Bernard Herrmann composing THE BATTLE OF NERTEVA (Photo Courtesy of Photofest)

Rozsa’s only serious rival at this time – not that he ever thought in these terms of any of these men, and perhaps not about Tiomkin at all – was Bernard Heremann. American-born and from New York, Herrmann had come out of Juilliard intending to beat the world, but instead found the world laying for him. By the mid-1930’s, he was a radio conductor with aspirations to the concert hail. He wanted to be a serious composer in a time when the American concert hall didn’t look favorably upon its own, but he made it to Hollywood with a tow from Orson Welles, won an Oscar his second time out in his first year there (for THE DEVIL AND DANIEL WEBSTER), and had a seemingly secure future at RKO, when he’d thrown it all away by threatening to sue the studio if his name wasn’t removed as composer from THE MAGNIFICENT AMBERSONS, over the way the film had been edited and rescored. In contrast to Rozsa, who understood and adapted to the limitations of thinking (especially about music) that afflicted most Hollywood executives, wincing at what he was asked to do but also building a reputation for professionalism and the ability to work with even the most ignorant of filmmakers (especially if it was requested of someone who had helped him, such as Korda), Herrmann had built up a reputation for irascibility that would blight his entire career. No studio would ever ask him to accept, nor could he ever accept, a long-term contract, and no producer, director, or studio executive could be sure that he wouldn’t turn on them verbally. The musician in him that was inspired and occasionally brilliant they didn’t understand, and the person in him that was demanding and arrogant, and who they had to deal with, they didn’t like – this went double for production chiefs who’d spent long careers building up their own arrogant and demanding natures.

Rozsa with Clark Gable - COMMAND DECISION, 1948. (Photo Courtesy of Nicholas Rozsa)

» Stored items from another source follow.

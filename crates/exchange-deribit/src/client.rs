//! Deribit public REST client with rate limiting.
//!
//! Only unauthenticated market-data endpoints are used: the desk never sends
//! orders, it just reads option and perpetual tickers.
//!
//! # Example
//!
//! ```ignore
//! use gex_desk_deribit::{DeribitClient, DeribitClientConfig};
//!
//! #[tokio::main]
//! async fn main() -> anyhow::Result<()> {
//!     let client = DeribitClient::new(DeribitClientConfig::default())?;
//!     let ticker = client.get_ticker("BTC-PERPETUAL").await?;
//!     println!("index: {:?}", ticker.index_price);
//!     Ok(())
//! }
//! ```

use crate::error::{DeribitError, Result};
use crate::types::{Instrument, RpcEnvelope, Ticker};
use async_trait::async_trait;
use gex_desk_core::{DeribitConfig, LegQuote, QuoteSource, SpotQuote};
use governor::{Quota, RateLimiter};
use nonzero_ext::nonzero;
use reqwest::Client;
use std::num::NonZeroU32;
use std::sync::Arc;

// =============================================================================
// Constants
// =============================================================================

/// Deribit production API base URL.
pub const DERIBIT_PROD_URL: &str = "https://www.deribit.com/api/v2";

/// Deribit testnet API base URL.
pub const DERIBIT_TEST_URL: &str = "https://test.deribit.com/api/v2";

// =============================================================================
// Configuration
// =============================================================================

/// Configuration for the Deribit client.
#[derive(Debug, Clone)]
pub struct DeribitClientConfig {
    /// Base URL for the API.
    pub base_url: String,

    /// Requests per minute limit.
    pub requests_per_minute: NonZeroU32,

    /// Request timeout in seconds.
    pub timeout_secs: u64,
}

impl Default for DeribitClientConfig {
    fn default() -> Self {
        Self {
            base_url: DERIBIT_PROD_URL.to_string(),
            requests_per_minute: nonzero!(600u32),
            timeout_secs: 6,
        }
    }
}

impl From<&DeribitConfig> for DeribitClientConfig {
    fn from(config: &DeribitConfig) -> Self {
        Self {
            base_url: config.base_url.clone(),
            requests_per_minute: NonZeroU32::new(config.requests_per_minute)
                .unwrap_or(nonzero!(600u32)),
            timeout_secs: config.timeout_secs.max(1),
        }
    }
}

impl DeribitClientConfig {
    /// Creates a configuration for testnet.
    #[must_use]
    pub fn testnet() -> Self {
        Self {
            base_url: DERIBIT_TEST_URL.to_string(),
            ..Default::default()
        }
    }

    /// Sets the base URL.
    #[must_use]
    pub fn with_base_url(mut self, url: impl Into<String>) -> Self {
        self.base_url = url.into();
        self
    }

    /// Sets the rate limit.
    #[must_use]
    pub fn with_rate_limit(mut self, requests_per_minute: NonZeroU32) -> Self {
        self.requests_per_minute = requests_per_minute;
        self
    }

    /// Sets the request timeout.
    #[must_use]
    pub fn with_timeout_secs(mut self, secs: u64) -> Self {
        self.timeout_secs = secs;
        self
    }
}

// =============================================================================
// DeribitClient
// =============================================================================

/// Deribit public REST client.
pub struct DeribitClient {
    /// Configuration.
    config: DeribitClientConfig,

    /// HTTP client.
    http: Client,

    /// Rate limiter.
    rate_limiter: Arc<
        RateLimiter<
            governor::state::NotKeyed,
            governor::state::InMemoryState,
            governor::clock::DefaultClock,
        >,
    >,
}

impl std::fmt::Debug for DeribitClient {
    fn fmt(&self, f: &mut std::fmt::Formatter<'_>) -> std::fmt::Result {
        f.debug_struct("DeribitClient")
            .field("base_url", &self.config.base_url)
            .field("requests_per_minute", &self.config.requests_per_minute)
            .finish_non_exhaustive()
    }
}

impl DeribitClient {
    /// Creates a new client with the given configuration.
    ///
    /// # Errors
    /// Returns error if the HTTP client cannot be built.
    pub fn new(config: DeribitClientConfig) -> Result<Self> {
        let http = Client::builder()
            .timeout(std::time::Duration::from_secs(config.timeout_secs))
            .user_agent(concat!("gex-desk/", env!("CARGO_PKG_VERSION")))
            .build()
            .map_err(|e| DeribitError::Network(format!("failed to build HTTP client: {e}")))?;

        let quota = Quota::per_minute(config.requests_per_minute);
        let rate_limiter = Arc::new(RateLimiter::direct(quota));

        Ok(Self {
            config,
            http,
            rate_limiter,
        })
    }

    /// Returns the base URL.
    #[must_use]
    pub fn base_url(&self) -> &str {
        &self.config.base_url
    }

    /// Sets a custom base URL (useful for testing).
    #[must_use]
    pub fn with_base_url(mut self, url: impl Into<String>) -> Self {
        self.config.base_url = url.into();
        self
    }

    /// Validates an instrument name before it is put in a query string.
    ///
    /// Names contain only alphanumerics, hyphens, underscores and dots.
    fn validate_instrument(name: &str) -> Result<&str> {
        if name.is_empty() {
            return Err(DeribitError::InvalidInstrument(
                "instrument name cannot be empty".to_string(),
            ));
        }

        if name.len() > 64 {
            return Err(DeribitError::InvalidInstrument(format!(
                "instrument name exceeds maximum length of 64: {}",
                name.len()
            )));
        }

        if !name
            .chars()
            .all(|c| c.is_ascii_alphanumeric() || c == '-' || c == '_' || c == '.')
        {
            return Err(DeribitError::InvalidInstrument(format!(
                "instrument name contains forbidden characters: {name}"
            )));
        }

        Ok(name)
    }

    /// Waits for rate limiter and makes a GET request against a public method.
    async fn get<T: serde::de::DeserializeOwned>(
        &self,
        method: &str,
        query: &[(&str, &str)],
    ) -> Result<T> {
        self.rate_limiter.until_ready().await;

        let url = format!("{}{}", self.config.base_url, method);
        tracing::debug!(url = %url, ?query, "GET");

        let response = self
            .http
            .get(&url)
            .header("Accept", "application/json")
            .query(query)
            .send()
            .await?;

        let status = response.status();

        if status.as_u16() == 429 {
            let retry_after = response
                .headers()
                .get("Retry-After")
                .and_then(|v| v.to_str().ok())
                .and_then(|s| s.parse().ok())
                .unwrap_or(1);
            return Err(DeribitError::RateLimit {
                retry_after_secs: retry_after,
            });
        }

        let text = response.text().await?;
        // Deribit reports RPC errors with 4xx bodies that still carry the envelope.
        let envelope: Option<RpcEnvelope<T>> = serde_json::from_str(&text).ok();

        match envelope {
            Some(RpcEnvelope {
                error: Some(err), ..
            }) => Err(DeribitError::rpc(err.code, err.message)),
            Some(RpcEnvelope {
                result: Some(result),
                ..
            }) if status.is_success() => Ok(result),
            _ if !status.is_success() => Err(DeribitError::api(status.as_u16(), text)),
            Some(_) => Err(DeribitError::EmptyResult(method.to_string())),
            None => Err(DeribitError::Serialization(format!(
                "unexpected response body for {method}"
            ))),
        }
    }

    // =========================================================================
    // Market Data Endpoints
    // =========================================================================

    /// Gets the ticker of one instrument.
    ///
    /// # Errors
    /// Returns error if the instrument is invalid or the API call fails.
    pub async fn get_ticker(&self, instrument: &str) -> Result<Ticker> {
        let instrument = Self::validate_instrument(instrument)?;
        self.get("/public/ticker", &[("instrument_name", instrument)])
            .await
    }

    /// Lists instruments of a currency.
    ///
    /// # Arguments
    /// * `currency` - Underlying currency (e.g., "BTC")
    /// * `kind` - Instrument kind (e.g., "option")
    /// * `expired` - Include expired instruments
    ///
    /// # Errors
    /// Returns error if the API call fails.
    pub async fn get_instruments(
        &self,
        currency: &str,
        kind: &str,
        expired: bool,
    ) -> Result<Vec<Instrument>> {
        let currency = Self::validate_instrument(currency)?;
        let expired = if expired { "true" } else { "false" };
        self.get(
            "/public/get_instruments",
            &[("currency", currency), ("kind", kind), ("expired", expired)],
        )
        .await
    }

    /// Finds the call and put instruments of a strike/expiry.
    ///
    /// Returns `(call, put)` names, either of which may be missing on the venue.
    ///
    /// # Errors
    /// Returns error if the API call fails.
    pub async fn find_straddle_legs(
        &self,
        currency: &str,
        expiry: &str,
        strike: rust_decimal::Decimal,
    ) -> Result<(Option<String>, Option<String>)> {
        let instruments = self.get_instruments(currency, "option", false).await?;
        let expiry = expiry.to_uppercase();

        let matching: Vec<&Instrument> = instruments
            .iter()
            .filter(|i| i.expiry_label() == Some(expiry.as_str()))
            .filter(|i| i.strike_decimal() == Some(strike))
            .collect();

        let call = matching
            .iter()
            .find(|i| i.is_call())
            .map(|i| i.instrument_name.clone());
        let put = matching
            .iter()
            .find(|i| i.is_put())
            .map(|i| i.instrument_name.clone());

        Ok((call, put))
    }
}

#[async_trait]
impl QuoteSource for DeribitClient {
    async fn get_quote(&self, instrument: &str) -> gex_desk_core::Result<LegQuote> {
        self.get_ticker(instrument)
            .await
            .map(|t| t.to_leg_quote())
            .map_err(|e| e.into_quote_unavailable(instrument))
    }

    async fn get_spot(&self, perpetual: &str) -> gex_desk_core::Result<SpotQuote> {
        self.get_ticker(perpetual)
            .await
            .map(|t| t.to_spot_quote())
            .map_err(|e| e.into_quote_unavailable(perpetual))
    }
}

Although Rozsa’s years at MGM weren’t always harmonious – he had his frustrations with those in power, over outrages such as his beautiful prelude to John Houseman’s production of JULIUS CAESAR (1953) being replaced by Tchaikovsky’s Capriccio Italien – he saw most of what he set out to accomplish become a reality on the soundtrack. For Sam Zimbalist’s production of QUO VADIS (1951), starring Robert Taylor, Deborah Kerr, Leo Germ, Finlay Currie, and Peter Ustinov, he stretched his research skills far beyond anything he’d required for THE FOUR FEATHERS. Rozsa would not simply assemble a group of fanfares and other material out of whole cloth, but, rather, chose to seek out authentic Roman sources. The problem with this notion lay in the fact that not a single piece of Roman music has survived in any form. So, Rozsa chose to pursue authenticity in a roundabout way. He was aware that there existed a dozen relics of ancient Greek music, written in a system whose notation can be read and played. He sought these out, along with some of the earliest Christian music, working from the notion that the earliest Christians were partly Jews and partly Greeks, and might well have derived their music from Greek sources. And the Romans, who borrowed much of the attributes of their high culture from the Greeks, might well have used Greek sources for their music as well. Nero’s song about the burning of Troy was drawn from the Skolion of Seikilos, the oldest known musical relic possessing a recognizable melody; Nero’s song about the burning of Rome was derived from a Gregorian chant; the music for the bacchanale was drawn from a second century Greek fragment; and the title music for QUO VADIS was modeled on a Gregorian source, “Libera me Domine.”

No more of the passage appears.